▸ DIRECTIONS:
Your answer should be one number, the count of lines in the entries holding the word "coordinates".

[[ DATA TO PROCESS open ]]

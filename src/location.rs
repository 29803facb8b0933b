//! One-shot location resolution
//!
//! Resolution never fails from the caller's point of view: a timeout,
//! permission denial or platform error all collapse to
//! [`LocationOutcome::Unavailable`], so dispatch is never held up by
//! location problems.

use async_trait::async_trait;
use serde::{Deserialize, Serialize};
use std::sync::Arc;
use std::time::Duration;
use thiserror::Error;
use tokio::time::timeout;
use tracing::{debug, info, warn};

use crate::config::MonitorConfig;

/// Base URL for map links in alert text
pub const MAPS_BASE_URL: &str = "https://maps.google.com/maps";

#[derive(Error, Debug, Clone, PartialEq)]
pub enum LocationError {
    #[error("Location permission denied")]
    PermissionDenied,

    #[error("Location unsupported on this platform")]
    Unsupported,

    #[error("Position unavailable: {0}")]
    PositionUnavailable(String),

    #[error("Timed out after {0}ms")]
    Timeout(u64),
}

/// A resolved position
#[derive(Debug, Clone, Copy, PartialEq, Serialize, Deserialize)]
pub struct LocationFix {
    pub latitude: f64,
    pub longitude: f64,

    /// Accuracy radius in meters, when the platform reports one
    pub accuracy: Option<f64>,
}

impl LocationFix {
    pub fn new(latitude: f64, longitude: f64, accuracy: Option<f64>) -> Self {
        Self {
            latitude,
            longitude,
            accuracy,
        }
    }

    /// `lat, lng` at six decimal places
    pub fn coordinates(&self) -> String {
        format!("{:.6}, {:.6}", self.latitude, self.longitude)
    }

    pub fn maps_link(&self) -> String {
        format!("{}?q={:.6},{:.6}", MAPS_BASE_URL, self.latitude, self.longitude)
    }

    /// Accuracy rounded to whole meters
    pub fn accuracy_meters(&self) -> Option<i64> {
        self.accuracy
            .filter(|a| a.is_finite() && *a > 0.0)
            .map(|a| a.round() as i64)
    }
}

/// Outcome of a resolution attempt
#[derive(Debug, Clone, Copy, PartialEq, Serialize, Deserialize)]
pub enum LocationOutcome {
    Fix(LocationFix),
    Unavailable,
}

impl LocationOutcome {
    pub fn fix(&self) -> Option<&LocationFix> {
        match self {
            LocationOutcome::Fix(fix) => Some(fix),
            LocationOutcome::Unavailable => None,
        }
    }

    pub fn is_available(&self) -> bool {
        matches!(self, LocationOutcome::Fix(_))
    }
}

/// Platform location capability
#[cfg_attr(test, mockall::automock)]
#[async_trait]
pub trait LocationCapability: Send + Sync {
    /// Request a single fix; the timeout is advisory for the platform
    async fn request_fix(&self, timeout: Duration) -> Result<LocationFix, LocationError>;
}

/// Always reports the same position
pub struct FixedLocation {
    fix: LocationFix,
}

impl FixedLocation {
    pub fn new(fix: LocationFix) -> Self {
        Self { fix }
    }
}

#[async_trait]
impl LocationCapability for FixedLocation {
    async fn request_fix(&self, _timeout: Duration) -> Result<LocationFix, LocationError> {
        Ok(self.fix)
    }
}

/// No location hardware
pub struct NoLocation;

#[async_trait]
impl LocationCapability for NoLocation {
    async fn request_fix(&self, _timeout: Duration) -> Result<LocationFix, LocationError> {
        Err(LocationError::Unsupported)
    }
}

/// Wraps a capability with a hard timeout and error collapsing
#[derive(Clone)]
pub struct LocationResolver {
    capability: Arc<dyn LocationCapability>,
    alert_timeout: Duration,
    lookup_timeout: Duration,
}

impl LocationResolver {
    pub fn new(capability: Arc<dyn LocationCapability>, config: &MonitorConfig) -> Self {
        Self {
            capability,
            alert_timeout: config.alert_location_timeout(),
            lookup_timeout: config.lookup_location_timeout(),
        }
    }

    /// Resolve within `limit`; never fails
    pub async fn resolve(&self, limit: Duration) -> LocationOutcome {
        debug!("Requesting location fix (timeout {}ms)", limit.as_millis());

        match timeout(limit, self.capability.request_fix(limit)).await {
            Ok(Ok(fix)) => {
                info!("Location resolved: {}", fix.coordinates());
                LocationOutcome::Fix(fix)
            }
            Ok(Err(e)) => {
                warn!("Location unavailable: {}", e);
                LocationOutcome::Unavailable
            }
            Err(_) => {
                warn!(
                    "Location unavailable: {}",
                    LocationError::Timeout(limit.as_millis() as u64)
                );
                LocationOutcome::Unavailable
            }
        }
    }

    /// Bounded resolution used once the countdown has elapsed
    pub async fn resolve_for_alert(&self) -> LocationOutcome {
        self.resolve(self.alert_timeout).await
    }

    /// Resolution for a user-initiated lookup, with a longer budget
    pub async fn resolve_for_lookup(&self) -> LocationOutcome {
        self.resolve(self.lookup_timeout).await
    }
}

[[ DATA TO PROCESS closed ]]
[[ DATA TO PROCESS open ]]

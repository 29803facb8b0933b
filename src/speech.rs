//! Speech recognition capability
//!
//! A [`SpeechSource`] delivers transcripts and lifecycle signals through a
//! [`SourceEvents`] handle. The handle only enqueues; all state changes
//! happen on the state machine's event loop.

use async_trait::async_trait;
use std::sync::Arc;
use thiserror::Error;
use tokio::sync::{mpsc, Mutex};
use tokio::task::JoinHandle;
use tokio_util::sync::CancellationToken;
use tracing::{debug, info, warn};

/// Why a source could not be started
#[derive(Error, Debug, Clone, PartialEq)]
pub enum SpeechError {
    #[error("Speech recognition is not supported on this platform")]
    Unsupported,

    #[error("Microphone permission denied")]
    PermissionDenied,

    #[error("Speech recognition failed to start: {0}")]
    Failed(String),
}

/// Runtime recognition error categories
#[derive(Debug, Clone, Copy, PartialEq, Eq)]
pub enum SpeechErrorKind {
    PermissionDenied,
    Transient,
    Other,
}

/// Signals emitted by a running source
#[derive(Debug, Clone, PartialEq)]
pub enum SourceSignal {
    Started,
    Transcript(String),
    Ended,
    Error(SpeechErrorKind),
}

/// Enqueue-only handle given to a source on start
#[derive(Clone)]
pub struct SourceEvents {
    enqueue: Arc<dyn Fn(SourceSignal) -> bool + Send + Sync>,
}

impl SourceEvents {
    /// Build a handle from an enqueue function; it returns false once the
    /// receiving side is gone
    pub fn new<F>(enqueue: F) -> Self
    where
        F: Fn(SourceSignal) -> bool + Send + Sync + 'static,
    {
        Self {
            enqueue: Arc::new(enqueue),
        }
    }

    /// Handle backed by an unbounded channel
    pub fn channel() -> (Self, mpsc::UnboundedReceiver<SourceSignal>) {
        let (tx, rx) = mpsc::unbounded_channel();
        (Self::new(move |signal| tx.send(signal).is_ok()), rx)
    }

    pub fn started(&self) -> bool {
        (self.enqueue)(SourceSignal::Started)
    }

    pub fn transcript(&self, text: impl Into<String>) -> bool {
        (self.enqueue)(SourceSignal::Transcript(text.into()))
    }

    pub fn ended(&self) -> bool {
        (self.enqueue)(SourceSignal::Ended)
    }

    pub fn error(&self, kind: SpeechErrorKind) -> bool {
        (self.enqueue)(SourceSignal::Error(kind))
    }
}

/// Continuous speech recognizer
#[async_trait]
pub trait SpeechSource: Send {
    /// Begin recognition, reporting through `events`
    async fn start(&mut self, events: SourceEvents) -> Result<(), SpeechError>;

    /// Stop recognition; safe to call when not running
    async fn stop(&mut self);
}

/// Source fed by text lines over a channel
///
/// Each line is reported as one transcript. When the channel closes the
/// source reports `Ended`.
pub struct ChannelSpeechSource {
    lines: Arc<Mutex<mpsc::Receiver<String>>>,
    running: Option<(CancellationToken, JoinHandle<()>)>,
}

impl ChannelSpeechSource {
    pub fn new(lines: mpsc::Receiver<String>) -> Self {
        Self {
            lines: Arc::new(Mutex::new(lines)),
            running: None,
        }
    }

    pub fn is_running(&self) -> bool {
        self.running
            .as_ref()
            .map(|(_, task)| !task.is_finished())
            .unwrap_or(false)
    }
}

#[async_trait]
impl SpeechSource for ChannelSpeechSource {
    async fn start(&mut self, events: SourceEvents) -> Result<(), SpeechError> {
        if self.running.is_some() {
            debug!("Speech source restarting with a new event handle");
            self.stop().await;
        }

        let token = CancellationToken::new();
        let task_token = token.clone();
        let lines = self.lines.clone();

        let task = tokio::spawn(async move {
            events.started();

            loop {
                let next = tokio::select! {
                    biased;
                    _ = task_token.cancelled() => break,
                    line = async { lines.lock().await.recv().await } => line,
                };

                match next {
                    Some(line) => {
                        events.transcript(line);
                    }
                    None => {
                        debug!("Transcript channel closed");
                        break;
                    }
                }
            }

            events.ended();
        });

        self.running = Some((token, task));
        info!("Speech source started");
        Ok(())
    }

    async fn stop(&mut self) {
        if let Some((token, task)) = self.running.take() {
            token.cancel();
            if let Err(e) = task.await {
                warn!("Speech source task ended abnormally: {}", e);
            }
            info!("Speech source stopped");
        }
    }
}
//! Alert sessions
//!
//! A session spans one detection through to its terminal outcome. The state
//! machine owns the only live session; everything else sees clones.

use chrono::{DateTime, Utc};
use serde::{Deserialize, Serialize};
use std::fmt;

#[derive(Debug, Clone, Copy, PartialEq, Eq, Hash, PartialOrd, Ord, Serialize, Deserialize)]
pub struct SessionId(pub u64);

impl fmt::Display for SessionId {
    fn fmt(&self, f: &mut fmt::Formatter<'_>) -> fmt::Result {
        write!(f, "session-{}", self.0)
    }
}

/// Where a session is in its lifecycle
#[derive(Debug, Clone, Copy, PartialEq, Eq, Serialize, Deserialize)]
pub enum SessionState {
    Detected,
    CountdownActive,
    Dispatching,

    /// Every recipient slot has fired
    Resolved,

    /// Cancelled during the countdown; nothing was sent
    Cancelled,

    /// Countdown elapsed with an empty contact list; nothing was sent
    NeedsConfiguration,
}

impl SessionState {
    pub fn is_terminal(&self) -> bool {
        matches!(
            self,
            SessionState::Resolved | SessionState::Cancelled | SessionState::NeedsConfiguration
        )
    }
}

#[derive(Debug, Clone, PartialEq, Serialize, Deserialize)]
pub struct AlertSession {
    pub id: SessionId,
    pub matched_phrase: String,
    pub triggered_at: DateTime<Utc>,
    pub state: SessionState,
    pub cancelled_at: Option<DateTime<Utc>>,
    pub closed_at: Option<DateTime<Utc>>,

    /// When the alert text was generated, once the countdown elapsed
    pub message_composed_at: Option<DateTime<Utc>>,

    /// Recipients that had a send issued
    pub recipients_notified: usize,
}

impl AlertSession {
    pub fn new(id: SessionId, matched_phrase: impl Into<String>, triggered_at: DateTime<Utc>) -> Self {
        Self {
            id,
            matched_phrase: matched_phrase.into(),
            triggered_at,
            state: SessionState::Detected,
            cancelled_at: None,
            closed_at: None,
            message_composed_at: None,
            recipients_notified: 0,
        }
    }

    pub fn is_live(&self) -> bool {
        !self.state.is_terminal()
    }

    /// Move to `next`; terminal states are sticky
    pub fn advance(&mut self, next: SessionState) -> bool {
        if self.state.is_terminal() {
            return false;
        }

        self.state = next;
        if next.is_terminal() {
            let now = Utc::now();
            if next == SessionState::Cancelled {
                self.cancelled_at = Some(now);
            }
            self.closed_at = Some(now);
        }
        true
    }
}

[[ DATA TO PROCESS closed ]]

▸ EXERCISE RESPONSE:
2